Intel HEX Format
If you have dabbled in embedded systems or microcontroller programming, you might have heard of the "Intel HEX format". Don't let the name intimidate you! In simple terms, it's a way of representing binary data using easy-to-read text. Let's break it down so it's crystal clear.
What is the Intel HEX format?
Think of the Intel HEX format as a translator between human-readable text and machine-friendly binary data. It was created by Intel, but now it's widely used by various devices and tools.
Intel HEX consists of ASCII text lines that are separated by a line feed, carriage returns, or both. Hexadecimal letters are used in each text line to represent multiple binary numbers. Depending on their placements on the line, and other factors, the binary integers may represent data, memory addresses, or other values.
File Records
A record is a line of text that consists of six fields. Each field contains a character and multiple digits in the following order, from left to right:
Field | Description |
|---|---|
| Field 1. | Start Code - one character This character is an ASCII colon ( :). Each line starts with :, which represents the new line. |
| Field 2. | Byte Count - two hexadecimal digits These two digits indicate the data field's number of bytes (HEX digit pairs). The maximum byte count is 255 ( 0xFF).For example, 16 (0x10) and 32 (0x20) byte counts are commonly used. |
| Field 3. | Address - four hexadecimal digits These four digits represent the 16-bit beginning memory address offset of the data. The physical address of the data is computed by adding this offset to a previously established base address. This provides memory addressing beyond the 64KB limit of 16-bit addresses. The base address, which defaults to zero, can be changed by various types of records. Base addresses and address offsets are always expressed as big-endian values. |
| Field 4. | Record Type - two hexadecimal digits, 00 to 05 These two digits define the meaning of the data field. For SQTP, only three types are used; 00, 01, and 04. 00 - Normal Data 01 - End of File 04 - Extended Linear Address |
| Field 5. | Data - a sequence of n bytes of data Data is represented by 2n hexadecimal digits. Some records omit this field (n equals zero). The meaning and interpretation of the data types depend on the application. |
| Field 6. | Checksum - two hexadecimal digits These two digits represent a computed value that is used to verify the record has no errors by ensuring the summation of each of the bytes in the line adds up to zero. See the "Calculating the Checksum" section. |
Calculating the Checksum
The final two characters, as shown in the format table above, stand for a checksum of the data in the line. The checksum's two-digit hexadecimal value allows it to represent any number between 0 and 255, inclusive.

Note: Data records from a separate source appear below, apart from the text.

//! The unicode block table, as published in the UCD `Blocks.txt`.
//!
//! Each non-comment line of that file looks like:
//!
//! ```text
//! 0000..007F; Basic Latin
//! ```
//!
//! Blocks are numbered from 1 in the order that they appear in the
//! file, which the file itself keeps in ascending code point order.
use crate::encoding::is_surrogate;
use crate::error::{Error, Result};
use std::path::Path;

/// Code points below this are C0 controls and are never displayed,
/// so every block starts at this value at the earliest.
pub const MIN_DISPLAY_CODE_POINT: u32 = 32;

/// The label used when a code point doesn't belong to any block
pub const NOT_FOUND_DESCRIPTION: &str = "Not found in any block range";

/// The order reported for a code point that doesn't belong to any block
pub const NOT_FOUND_ORDER: i64 = -1;

#[derive(Debug, Clone, PartialEq, Eq)]
pub struct BlockRange {
    /// First code point, inclusive
    pub begin: u32,
    /// Last code point, inclusive
    pub end: u32,
    pub description: String,
    /// 1-based position in the source file
    pub order: usize,
}

impl BlockRange {
    pub fn contains(&self, code_point: u32) -> bool {
        code_point >= self.begin && code_point <= self.end
    }

    /// Every code point in the block that can be encoded, which is
    /// all of them save for the surrogates
    pub fn code_points(&self) -> impl Iterator<Item = u32> {
        (self.begin..=self.end).filter(|&code_point| {
            if is_surrogate(code_point) {
                log::trace!("skipping surrogate {code_point:#x}");
                false
            } else {
                true
            }
        })
    }

    /// Parse a single line of the block definitions.
    /// `line_number` is only used for error reporting.
    fn parse(line: &str, line_number: usize, order: usize) -> Result<Self> {
        let bad = |reason: &str| Error::Parse {
            line: line_number,
            text: line.to_string(),
            reason: reason.to_string(),
        };

        let (range, description) = line
            .split_once("; ")
            .ok_or_else(|| bad("missing \"; \" separator"))?;
        let (begin, end) = range
            .split_once("..")
            .ok_or_else(|| bad("missing \"..\" separator"))?;

        let parse_codepoint = |s: &str| {
            u32::from_str_radix(s.trim(), 16)
                .map_err(|err| bad(&format!("invalid code point {s:?}: {err}")))
        };
        // A range that ends below the clamp becomes empty; it keeps its
        // order slot but never matches anything.
        let begin = parse_codepoint(begin)?.max(MIN_DISPLAY_CODE_POINT);
        let end = parse_codepoint(end)?;

        Ok(Self {
            begin,
            end,
            description: description.trim().to_string(),
            order,
        })
    }
}

impl std::fmt::Display for BlockRange {
    fn fmt(&self, f: &mut std::fmt::Formatter) -> std::fmt::Result {
        write!(
            f,
            "{}. [{:#x}..{:#x}] {}",
            self.order, self.begin, self.end, self.description
        )
    }
}

/// The outcome of classifying a code point
#[derive(Debug, Clone, Copy, PartialEq, Eq)]
pub enum BlockMatch<'a> {
    Found { order: usize, description: &'a str },
    NotFound,
}

impl<'a> BlockMatch<'a> {
    pub fn order(&self) -> i64 {
        match *self {
            Self::Found { order, .. } => order as i64,
            Self::NotFound => NOT_FOUND_ORDER,
        }
    }

    pub fn description(&self) -> &'a str {
        match *self {
            Self::Found { description, .. } => description,
            Self::NotFound => NOT_FOUND_DESCRIPTION,
        }
    }
}

#[derive(Debug, Clone, Default, PartialEq, Eq)]
pub struct BlockTable {
    ranges: Vec<BlockRange>,
}

impl BlockTable {
    /// Parse the text of a `Blocks.txt` file.
    /// Any malformed line fails the whole table.
    pub fn parse(data: &str) -> Result<Self> {
        let mut ranges = vec![];
        let mut order = 0;

        for (idx, line) in data.lines().enumerate() {
            let line = line.trim();
            if line.is_empty() || line.starts_with('#') {
                continue;
            }
            order += 1;
            ranges.push(BlockRange::parse(line, idx + 1, order)?);
        }

        log::debug!("parsed {} unicode blocks", ranges.len());
        Ok(Self { ranges })
    }

    pub fn load(path: &Path) -> Result<Self> {
        let data = std::fs::read_to_string(path).map_err(|source| Error::Io {
            path: path.to_path_buf(),
            source,
        })?;
        Self::parse(&data)
    }

    pub fn len(&self) -> usize {
        self.ranges.len()
    }

    pub fn is_empty(&self) -> bool {
        self.ranges.is_empty()
    }

    pub fn iter(&self) -> std::slice::Iter<'_, BlockRange> {
        self.ranges.iter()
    }

    /// Returns the block with the 1-based `index`
    pub fn block(&self, index: usize) -> Result<&BlockRange> {
        index
            .checked_sub(1)
            .and_then(|idx| self.ranges.get(idx))
            .ok_or(Error::BlockOutOfRange {
                index,
                count: self.len(),
            })
    }

    /// Every encodable code point in the block with the 1-based `index`.
    /// The iterator is lazy; call this again to start over.
    pub fn expand(&self, index: usize) -> Result<impl Iterator<Item = u32>> {
        Ok(self.block(index)?.code_points())
    }

    /// Classify `code_point`. The table is small enough that a linear
    /// scan is fine, and it means that if the data ever has overlapping
    /// ranges, the earliest one wins.
    pub fn find_block(&self, code_point: u32) -> BlockMatch<'_> {
        self.ranges
            .iter()
            .find(|range| range.contains(code_point))
            .map(|range| BlockMatch::Found {
                order: range.order,
                description: &range.description,
            })
            .unwrap_or(BlockMatch::NotFound)
    }
}

impl<'a> IntoIterator for &'a BlockTable {
    type Item = &'a BlockRange;
    type IntoIter = std::slice::Iter<'a, BlockRange>;

    fn into_iter(self) -> Self::IntoIter {
        self.iter()
    }
}

#[cfg(test)]
mod test {
    use super::*;
    use k9::assert_equal as assert_eq;

    const SAMPLE: &str = "# Blocks-sample.txt
#
# Start Code..End Code; Block Name

0000..007F; Basic Latin
0080..00FF; Latin-1 Supplement

# a comment in the middle doesn't count
0041..005A; Basic Latin Letters
1F600..1F64F; Emoticons
";

    #[test]
    fn parse_sample() {
        let table = BlockTable::parse(SAMPLE).unwrap();
        assert_eq!(table.len(), 4);
        assert_eq!(
            table.block(1).unwrap(),
            &BlockRange {
                begin: 0x20,
                end: 0x7f,
                description: "Basic Latin".to_string(),
                order: 1,
            }
        );
        assert_eq!(table.block(4).unwrap().begin, 0x1f600);
        let orders: Vec<usize> = table.iter().map(|r| r.order).collect();
        assert_eq!(orders, vec![1, 2, 3, 4]);
    }

    #[test]
    fn display() {
        let table = BlockTable::parse(SAMPLE).unwrap();
        assert_eq!(
            table.block(1).unwrap().to_string(),
            "1. [0x20..0x7f] Basic Latin"
        );
        assert_eq!(
            table.block(4).unwrap().to_string(),
            "4. [0x1f600..0x1f64f] Emoticons"
        );
    }

    #[test]
    fn first_match_wins() {
        let table = BlockTable::parse(SAMPLE).unwrap();
        // 0x42 is in both "Basic Latin" and the overlapping third line
        assert_eq!(
            table.find_block(0x42),
            BlockMatch::Found {
                order: 1,
                description: "Basic Latin"
            }
        );
    }

    #[test]
    fn letters_block() {
        let table = BlockTable::parse("0041..005A; Basic Latin Letters").unwrap();
        let found = table.find_block(0x42);
        assert_eq!(found.order(), 1);
        assert_eq!(found.description(), "Basic Latin Letters");

        let table = BlockTable::parse(
            "0000..001F; C0\n0020..0040; Punctuation\n0041..005A; Basic Latin Letters",
        )
        .unwrap();
        assert_eq!(
            table.find_block(0x42),
            BlockMatch::Found {
                order: 3,
                description: "Basic Latin Letters"
            }
        );
    }

    #[test]
    fn not_found() {
        let table = BlockTable::parse(SAMPLE).unwrap();
        for code_point in [0x10, 0xd800, 0x1f650, 0x10ffff] {
            let found = table.find_block(code_point);
            assert_eq!(found, BlockMatch::NotFound);
            assert_eq!(found.order(), -1);
            assert_eq!(found.description(), "Not found in any block range");
        }
    }

    #[test]
    fn clamps_begin() {
        let table = BlockTable::parse("0000..007F; Basic Latin\n0010..00FF; Mixed").unwrap();
        assert_eq!(table.block(1).unwrap().begin, 32);
        assert_eq!(table.block(2).unwrap().begin, 32);
        assert_eq!(table.find_block(0x1f), BlockMatch::NotFound);
    }

    #[test]
    fn clamped_empty_range_keeps_its_slot() {
        let table = BlockTable::parse("0000..001F; C0\n0020..007F; Basic Latin").unwrap();
        assert_eq!(table.len(), 2);

        let c0 = table.block(1).unwrap();
        assert_eq!(c0.begin, 32);
        assert_eq!(c0.end, 0x1f);
        assert_eq!(c0.to_string(), "1. [0x20..0x1f] C0");
        assert!(!c0.contains(0x10));
        assert!(!c0.contains(0x20));
        assert_eq!(table.expand(1).unwrap().count(), 0);

        assert_eq!(table.find_block(0x10), BlockMatch::NotFound);
        assert_eq!(table.find_block(0x41).order(), 2);
    }

    #[test]
    fn malformed_lines() {
        for (data, line) in [
            ("0000..007F Basic Latin", 1),
            ("# header\n0000-007F; Basic Latin", 2),
            ("0000..007F; Basic Latin\n\n00G0..00FF; Latin-1", 3),
            ("..007F; Basic Latin", 1),
        ] {
            match BlockTable::parse(data) {
                Err(Error::Parse { line: l, .. }) => {
                    assert_eq!(l, line);
                }
                other => panic!("expected a parse error for {data:?}, got {other:?}"),
            }
        }
    }

    #[test]
    fn block_bounds() {
        let table = BlockTable::parse(SAMPLE).unwrap();
        for index in [0, 5, usize::MAX] {
            assert!(matches!(
                table.block(index),
                Err(Error::BlockOutOfRange { count: 4, .. })
            ));
            assert!(table.expand(index).is_err());
        }
    }

    #[test]
    fn expand_is_restartable() {
        let table = BlockTable::parse("0041..0043; ABC").unwrap();
        let first: Vec<u32> = table.expand(1).unwrap().collect();
        let second: Vec<u32> = table.expand(1).unwrap().collect();
        assert_eq!(first, vec![0x41, 0x42, 0x43]);
        assert_eq!(first, second);
    }

    #[test]
    fn expand_skips_surrogates() {
        let table = BlockTable::parse("D7FE..E001; Straddles the surrogates").unwrap();
        let points: Vec<u32> = table.expand(1).unwrap().collect();
        assert_eq!(points, vec![0xd7fe, 0xd7ff, 0xe000, 0xe001]);
    }
}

The checksum is calculated by summing the value of the data on the line, excluding the leading colon and checksum byte itself, and taking its two's complement. For example, consider the line:
: 03 0030 00 02337A 1E
Breaking this line into its components:
- Start Code:
: - Record Length:
03(3 bytes of data) - Address:
0030(the 3 bytes will be stored at0030,0031, and0032) - Record Type:
00(normal data) - Data:
02,33,7A - Checksum:
1E
Taking all the data bytes above, we have to calculate the checksum based on the following values:
03 + 00 + 30 + 00 + 02 + 33 + 7A = E2
The two's complement of E2 is 1E which is, as you can see, the checksum value. The two's complement of a number is the value that must be added to the number to reach the value 256 (decimal). That is to say, E2 + 1E = 100.
You may also calculate the two's complement by subtracting the value from 100h. In other words, 100h - E2h = 1Eh, which is the checksum.
If the value in question is greater than FFh, simply take the part which is less than 100h.
For example, if you want thw two's complement of the value 494h, simply drop the leading "4" which leaves you with 94h. The two's complement of 94h is 6Ch.
Conclusion
The Intel HEX format might sound complex, but it's just a handy way to store and share data in a format that's easy for humans and computers to understand. By knowing the structure and interpreting the data correctly, you'll be well-prepared for working with embedded systems and firmware development. Happy coding!